Ter, 19/06/2007 - 10:20
Jorge Nunes realçou, ainda, que as aldeias que resistem no coração do PNM são aquelas que têm registado um declínio demográfico mais acentuado, fruto das sucessivas restrições impostas às populações.
Além disso, o edil contesta o facto do documento não ser acompanhado de um plano de gestão e financiamento para apoiar as actividades desenvolvidas dentro do parque, nomeadamente a agricultura.
“Não há perspectivas de desenvolvimento, o que força as pessoas, principalmente os jovens, a abandonarem as suas terras”, sublinha o autarca.
Esta posição é partilhada pelos autarcas das freguesias que integram o PNM, que põem mesmo a hipótese de abandonar a área protegida, caso o plano não seja corrigido de acordo com os interesses das populações.
Autarcas exigem a alteração da proposta de ordenamento do Parque em nome das populações
O facto de não terem sido ouvidos para a realização do plano também não agradou aos presidentes de Junta, uma vez que se trata de um documento que vai afectar os habitantes do parque.
“Uma vez que não fomos tidos nem achados para a elaboração do plano, se for possível judicialmente, há freguesias que preferem sair”, desabafa o presidente da Junta de Freguesia de Rabal, Paulo Hermenegildo.
Na óptica dos autarcas, o conjunto de “restrições” impostas pelo documento e a falta de um plano de financiamento vão contribuir, ainda mais, para o abandono das aldeias.
“O parque já deu o que tinha a dar.
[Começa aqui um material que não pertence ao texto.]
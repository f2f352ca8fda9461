//! System Program instructions.
//!
//! 4-byte (u32 little-endian) discriminator. Optional fields are present
//! when enough data remains.

use crate::{
    kind::{InstructionKind, SystemInstruction},
    schema::*,
};

pub const INSTRUCTIONS: &[InstructionSchema] = &[
    schema!(
        Some(0),
        InstructionKind::System(SystemInstruction::CreateAccount),
        "Create Account",
        [
            lamports("lamports", "Lamports"),
            number("space", "Space", FieldType::U64),
            pubkey("owner", "Owner"),
        ],
        [
            signer("funding_account", "Funding account"),
            account("new_account", "New account"),
        ],
    ),
    schema!(
        Some(1),
        InstructionKind::System(SystemInstruction::Assign),
        "Assign",
        [pubkey("owner", "Owner")],
        [signer("assigned_account", "Assigned account")],
    ),
    schema!(
        Some(2),
        InstructionKind::System(SystemInstruction::Transfer),
        "Transfer",
        [lamports("lamports", "Lamports")],
        [
            signer("funding_account", "Funding account"),
            account("recipient_account", "Recipient account"),
        ],
    ),
    schema!(
        Some(3),
        InstructionKind::System(SystemInstruction::CreateAccountWithSeed),
        "Create Account With Seed",
        [
            pubkey("base", "Base"),
            seed("seed", "Seed"),
            lamports("lamports", "Lamports"),
            number("space", "Space", FieldType::U64),
            pubkey("owner", "Owner"),
        ],
        [
            signer("funding_account", "Funding account"),
            account("created_account", "Created account"),
            optional_signer("base_account", "Base account"),
        ],
    ),
    schema!(
        Some(4),
        InstructionKind::System(SystemInstruction::AdvanceNonceAccount),
        "Advance Nonce Account",
        [],
        [
            account("nonce_account", "Nonce account"),
            account("recent_blockhashes_sysvar", "Recent blockhashes sysvar"),
            signer("nonce_authority", "Nonce authority"),
        ],
    ),
    schema!(
        Some(5),
        InstructionKind::System(SystemInstruction::WithdrawNonceAccount),
        "Withdraw Nonce Account",
        [lamports("lamports", "Lamports")],
        [
            account("nonce_account", "Nonce account"),
            account("recipient_account", "Recipient account"),
            account("recent_blockhashes_sysvar", "Recent blockhashes sysvar"),
            account("rent_sysvar", "Rent sysvar"),
            signer("nonce_authority", "Nonce authority"),
        ],
    ),
    schema!(
        Some(6),
        InstructionKind::System(SystemInstruction::InitializeNonceAccount),
        "Initialize Nonce Account",
        [pubkey("nonce_authority", "Nonce authority")],
        [
            account("nonce_account", "Nonce account"),
            account("recent_blockhashes_sysvar", "Recent blockhashes sysvar"),
            account("rent_sysvar", "Rent sysvar"),
        ],
    ),
    schema!(
        Some(7),
        InstructionKind::System(SystemInstruction::AuthorizeNonceAccount),
        "Authorize Nonce Account",
        [pubkey("new_authority", "New authority")],
        [
            account("nonce_account", "Nonce account"),
            signer("nonce_authority", "Nonce authority"),
        ],
    ),
    schema!(
        Some(8),
        InstructionKind::System(SystemInstruction::Allocate),
        "Allocate",
        [number("space", "Space", FieldType::U64)],
        [signer("new_account", "New account")],
    ),
    schema!(
        Some(9),
        InstructionKind::System(SystemInstruction::AllocateWithSeed),
        "Allocate With Seed",
        [
            pubkey("base", "Base"),
            seed("seed", "Seed"),
            number("space", "Space", FieldType::U64),
            pubkey("owner", "Owner"),
        ],
        [
            account("allocated_account", "Allocated account"),
            signer("base_account", "Base account"),
        ],
    ),
    schema!(
        Some(10),
        InstructionKind::System(SystemInstruction::AssignWithSeed),
        "Assign With Seed",
        [
            pubkey("base", "Base"),
            seed("seed", "Seed"),
            pubkey("owner", "Owner"),
        ],
        [
            account("assigned_account", "Assigned account"),
            signer("base_account", "Base account"),
        ],
    ),
    schema!(
        Some(11),
        InstructionKind::System(SystemInstruction::TransferWithSeed),
        "Transfer With Seed",
        [
            lamports("lamports", "Lamports"),
            seed("from_seed", "From seed"),
            pubkey("from_owner", "From owner"),
        ],
        [
            account("funding_account", "Funding account"),
            signer("base_account", "Base account"),
            account("recipient_account", "Recipient account"),
        ],
    ),
    schema!(
        Some(12),
        InstructionKind::System(SystemInstruction::UpgradeNonceAccount),
        "Upgrade Nonce Account",
        [],
        [account("nonce_account", "Nonce account")],
    ),
];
Não vai haver mais valias paras as pessoas que residem no parque e que são obrigadas a cumprir todas as regras impostas sob pena de serem sancionados”, lamentou o presidente da Junta de Freguesia de França, Amândio Costa.
Na esperança de conseguirem a alteração da proposta, a CMB já elaborou um documento de contestação, que será enviado ao Governo e ao presidente da República, para que sejam tomadas medidas antes do Plano de Ordenamento entrar em discussão pública.